A member of Congress who loses his primary loses his influence. Few have lost more influence in less time than Rep. Eric Cantor, drubbed in May by a relative-unknown, summarily dethroned as House majority leader.

Nevertheless, Republicans in Virginia should call on Gov. Terry McAuliffe to deny Cantor’s request that he call a special election when Cantor quits the House early on August 18th, as he has just announced he would.

“I want to make sure that the constituents in the 7th District will have a voice in what will be a very consequential lame-duck session,” Cantor told the Times-Dispatch. “That way he will also have seniority, and that will help the interests of my constituents [because] he can be there in that consequential lame-duck session,” he added.

Cantor actually wants the special election to happen on November 4th, the same day as the general election. This means that the winner of the special election (who Cantor naturally assumes will be the Republican Dave Brat) would start immediately, having a leg up on the rest of freshman class of 2015…that is, assuming he also wins the general election race.

Of course, there’s no reason Cantor can’t remain in the saddle, voting his conscience (if anyone does that anymore) through the end of his term.
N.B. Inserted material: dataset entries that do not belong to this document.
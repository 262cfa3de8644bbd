//! Download and unpacking of the ontology and model bundle.

use std::io::Read;
use std::path::{Component, Path};

use flate2::read::GzDecoder;
use tar::Archive;
use tracing::info;

use crate::error::AssetError;
use crate::paths::SiftPaths;

/// Release bundle holding `ontology.json` and `model.json`.
pub const DEFAULT_BUNDLE_URL: &str =
    "https://github.com/Toasterson/ontosift/releases/latest/download/ontosift-data.tar.gz";

/// Check that the ontology and model sources are in place.
pub fn ensure_assets(paths: &SiftPaths) -> Result<(), AssetError> {
    for path in [paths.ontology_file(), paths.model_file()] {
        if !path.is_file() {
            return Err(AssetError::Missing {
                path: path.display().to_string(),
            });
        }
    }
    Ok(())
}

/// Download the data bundle and unpack it into the data directory.
///
/// Does nothing when the assets are already present, unless `force` is set.
pub fn setup(paths: &SiftPaths, url: &str, force: bool) -> Result<(), AssetError> {
    if !force && ensure_assets(paths).is_ok() {
        info!("assets already present, nothing to do");
        return Ok(());
    }

    info!(url, "downloading data bundle");
    let bytes = download(url)?;
    info!(bytes = bytes.len(), "unpacking bundle");
    unpack(&bytes, &paths.data_dir)?;
    ensure_assets(paths)
}

fn download(url: &str) -> Result<Vec<u8>, AssetError> {
    let response = ureq::get(url).call().map_err(|e| AssetError::Download {
        url: url.into(),
        message: e.to_string(),
    })?;

    let mut bytes = Vec::new();
    response
        .into_reader()
        .read_to_end(&mut bytes)
        .map_err(|e| AssetError::Download {
            url: url.into(),
            message: e.to_string(),
        })?;
    Ok(bytes)
}

/// Unpack a gzipped tar into `dest`, refusing entries that step outside it.
fn unpack(bytes: &[u8], dest: &Path) -> Result<(), AssetError> {
    std::fs::create_dir_all(dest).map_err(|source| AssetError::Io {
        path: dest.display().to_string(),
        source,
    })?;

    let mut archive = Archive::new(GzDecoder::new(bytes));
    let entries = archive.entries().map_err(|e| AssetError::Extract {
        message: e.to_string(),
    })?;
    for entry in entries {
        let mut entry = entry.map_err(|e| AssetError::Extract {
            message: e.to_string(),
        })?;
        let relative = entry
            .path()
            .map_err(|e| AssetError::Extract {
                message: e.to_string(),
            })?
            .into_owned();
        if !is_contained(&relative) {
            return Err(AssetError::UnsafePath {
                entry: relative.display().to_string(),
            });
        }

        let target = dest.join(&relative);
        if let Some(parent) = target.parent() {
            std::fs::create_dir_all(parent).map_err(|source| AssetError::Io {
                path: parent.display().to_string(),
                source,
            })?;
        }
        entry.unpack(&target).map_err(|source| AssetError::Io {
            path: target.display().to_string(),
            source,
        })?;
    }
    Ok(())
}

fn is_contained(path: &Path) -> bool {
    path.components()
        .all(|c| matches!(c, Component::Normal(_) | Component::CurDir))
}
//! Embedding-backed matching of noun phrases to ontology concepts.

use std::collections::{HashMap, HashSet};

use super::{FoundTopics, MatchContext};
use crate::model::{EmbeddingEntry, EmbeddingModel};
use crate::ontology::Ontology;
use crate::text::phrase::everygrams;

/// Matches phrase spans through the embedding model.
pub struct SemanticMatcher<'a> {
    ontology: &'a Ontology,
    model: &'a EmbeddingModel,
    /// Minimum `sim_t` for a candidate to count.
    threshold: f64,
    /// Minimum `sim_w` for a candidate to count.
    word_floor: f64,
}

impl<'a> SemanticMatcher<'a> {
    pub fn new(
        ontology: &'a Ontology,
        model: &'a EmbeddingModel,
        threshold: f64,
        word_floor: f64,
    ) -> Self {
        Self {
            ontology,
            model,
            threshold,
            word_floor,
        }
    }

    /// Scan every 1..=3 word span of every noun phrase.
    ///
    /// A span whose underscore-joined form is a model key uses that key's
    /// candidates verbatim; otherwise the span falls back to the merge
    /// lookup. Accepted candidates accumulate into per-concept records.
    pub fn run(&self, context: &MatchContext) -> FoundTopics {
        let mut found = FoundTopics::new();
        for chunk in context.chunks() {
            let words: Vec<&str> = chunk.split_whitespace().collect();
            for span in everygrams(&words, 1, 3) {
                let key = span.join("_");
                if self.model.contains(&key) {
                    for entry in self.model.lookup(&key) {
                        self.consider(&mut found, &key, entry);
                    }
                } else {
                    for entry in self.merge_candidates(span) {
                        self.consider(&mut found, &key, entry);
                    }
                }
            }
        }
        found
    }

    /// Merge lookup for a span with no verbatim model key.
    ///
    /// Each token of the span proposes candidates independently; a concept
    /// survives only when every token proposed it, and the surviving record
    /// is the one from the latest proposing token.
    fn merge_candidates(&self, span: &[&str]) -> Vec<&'a EmbeddingEntry> {
        if span.len() < 2 {
            return Vec::new();
        }
        let mut latest: HashMap<&str, &'a EmbeddingEntry> = HashMap::new();
        let mut counts: HashMap<&str, usize> = HashMap::new();
        for token in span {
            for entry in self.model.lookup(token) {
                latest.insert(entry.topic.as_str(), entry);
                *counts.entry(entry.topic.as_str()).or_insert(0) += 1;
            }
        }

        let mut merged = Vec::new();
        let mut seen: HashSet<&str> = HashSet::new();
        for token in span {
            for entry in self.model.lookup(token) {
                let topic = entry.topic.as_str();
                if counts[topic] >= span.len() && seen.insert(topic) {
                    merged.push(latest[topic]);
                }
            }
        }
        merged
    }

    fn consider(&self, found: &mut FoundTopics, gram: &str, entry: &EmbeddingEntry) {
        if entry.sim_w >= self.word_floor
            && entry.sim_t >= self.threshold
            && self.ontology.contains_wu(&entry.topic)
        {
            found.record(&entry.topic, gram, &entry.wet, entry.sim_t, entry.sim_w);
        }
    }
}
//! Ontology loading: JSON source with a transparent binary cache.

use std::path::Path;
use std::time::Instant;

use tracing::{debug, info, warn};

use crate::error::OntologyError;
use crate::store::{cache_is_fresh, read_cache, write_cache};

use super::{Ontology, OntologyData};

const CACHE_MAGIC: &[u8; 8] = b"OSIFONTO";

/// Parse the JSON source format.
pub fn load_json(path: &Path) -> Result<OntologyData, OntologyError> {
    let content = std::fs::read_to_string(path).map_err(|e| OntologyError::Io {
        path: path.display().to_string(),
        source: e,
    })?;
    serde_json::from_str(&content).map_err(|e| OntologyError::Parse {
        message: e.to_string(),
    })
}

impl Ontology {
    /// Load from the JSON source, preferring `cache` when it is fresh.
    ///
    /// A stale, missing, or unreadable cache silently falls back to the JSON
    /// source and is rewritten afterwards; only the source itself failing is
    /// an error.
    pub fn load(source: &Path, cache: Option<&Path>) -> Result<Self, OntologyError> {
        let started = Instant::now();

        if let Some(cache_path) = cache {
            if cache_is_fresh(cache_path, source) {
                match read_cache::<OntologyData>(cache_path, CACHE_MAGIC) {
                    Ok(data) => {
                        let ontology = Self::from_data(data)?;
                        info!(
                            topics = ontology.len(),
                            elapsed_ms = started.elapsed().as_millis() as u64,
                            "loaded ontology from cache"
                        );
                        return Ok(ontology);
                    }
                    Err(e) => {
                        warn!(error = %e, "ontology cache unreadable, rebuilding from JSON");
                    }
                }
            }
        }

        let data = load_json(source)?;
        if let Some(cache_path) = cache {
            match write_cache(cache_path, CACHE_MAGIC, &data) {
                Ok(()) => debug!(path = %cache_path.display(), "wrote ontology cache"),
                Err(e) => warn!(error = %e, "could not write ontology cache"),
            }
        }

        let ontology = Self::from_data(data)?;
        info!(
            topics = ontology.len(),
            edges = ontology.stats().broader_edges,
            elapsed_ms = started.elapsed().as_millis() as u64,
            "loaded ontology"
        );
        Ok(ontology)
    }
}

#[cfg(test)]
mod tests {
    use super::*;

    const SOURCE: &str = r#"{
        "topics": ["neural networks", "machine learning"],
        "primary_labels": {},
        "broaders": {"neural networks": ["machine learning"]}
    }"#;

    #[test]
    fn loads_from_json_source() {
        let dir = tempfile::tempdir().unwrap();
        let path = dir.path().join("ontology.json");
        std::fs::write(&path, SOURCE).unwrap();

        let ontology = Ontology::load(&path, None).unwrap();
        assert_eq!(ontology.len(), 2);
        assert_eq!(ontology.broaders_of("neural networks"), ["machine learning"]);
    }

    #[test]
    fn writes_then_prefers_the_cache() {
        let dir = tempfile::tempdir().unwrap();
        let source = dir.path().join("ontology.json");
        let cache = dir.path().join("ontology.bin");
        std::fs::write(&source, SOURCE).unwrap();

        let first = Ontology::load(&source, Some(&cache)).unwrap();
        assert!(cache.exists());

        // Source removed: a fresh load must come from the cache alone.
        std::fs::remove_file(&source).unwrap();
        let second = Ontology::load(&source, Some(&cache)).unwrap();
        assert_eq!(first.len(), second.len());
    }

    #[test]
    fn corrupt_cache_falls_back_to_json() {
        let dir = tempfile::tempdir().unwrap();
        let source = dir.path().join("ontology.json");
        let cache = dir.path().join("ontology.bin");
        std::fs::write(&source, SOURCE).unwrap();
        std::fs::write(&cache, b"garbage that is long enough to pass nothing").unwrap();

        let ontology = Ontology::load(&source, Some(&cache)).unwrap();
        assert_eq!(ontology.len(), 2);
    }

    #[test]
    fn missing_source_is_an_io_error() {
        let dir = tempfile::tempdir().unwrap();
        let result = Ontology::load(&dir.path().join("absent.json"), None);
        assert!(matches!(result, Err(OntologyError::Io { .. })));
    }

    #[test]
    fn malformed_source_is_a_parse_error() {
        let dir = tempfile::tempdir().unwrap();
        let path = dir.path().join("ontology.json");
        std::fs::write(&path, "not json").unwrap();

        let result = Ontology::load(&path, None);
        assert!(matches!(result, Err(OntologyError::Parse { .. })));
    }
}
Late-term special elections are political power maneuvers having nothing to do with the purported effort to ensure that people of the district “have a voice.” After all, isn’t Eric Cantor the voice of his district? With 234 Republicans vs. 199 Democrats, Cantor could walk away now — no doubt to a lucrative legal or lobbyist career already lined up — with no loss to the GOP.

Odds are that Cantor was told that he would call for a special election by the Oz-behind-the-curtain party patriarchs who sustain their own power through such tactics. I’m sure some partisan hack will question my devotion to the party, but my devotion is first to the rule of law, the Constitution, and integrity in public service.

To quote The Dread Pirate Roberts, “We are men of action. Lies do not become us.”

If there’s a bright spot in this story, it’s this: Cantor’s coinage of the phrase “a very consequential lame-duck session.”

Apparently a duck’s handicap does not prevent mischief.

Perhaps these should be called “starving vulture” sessions instead.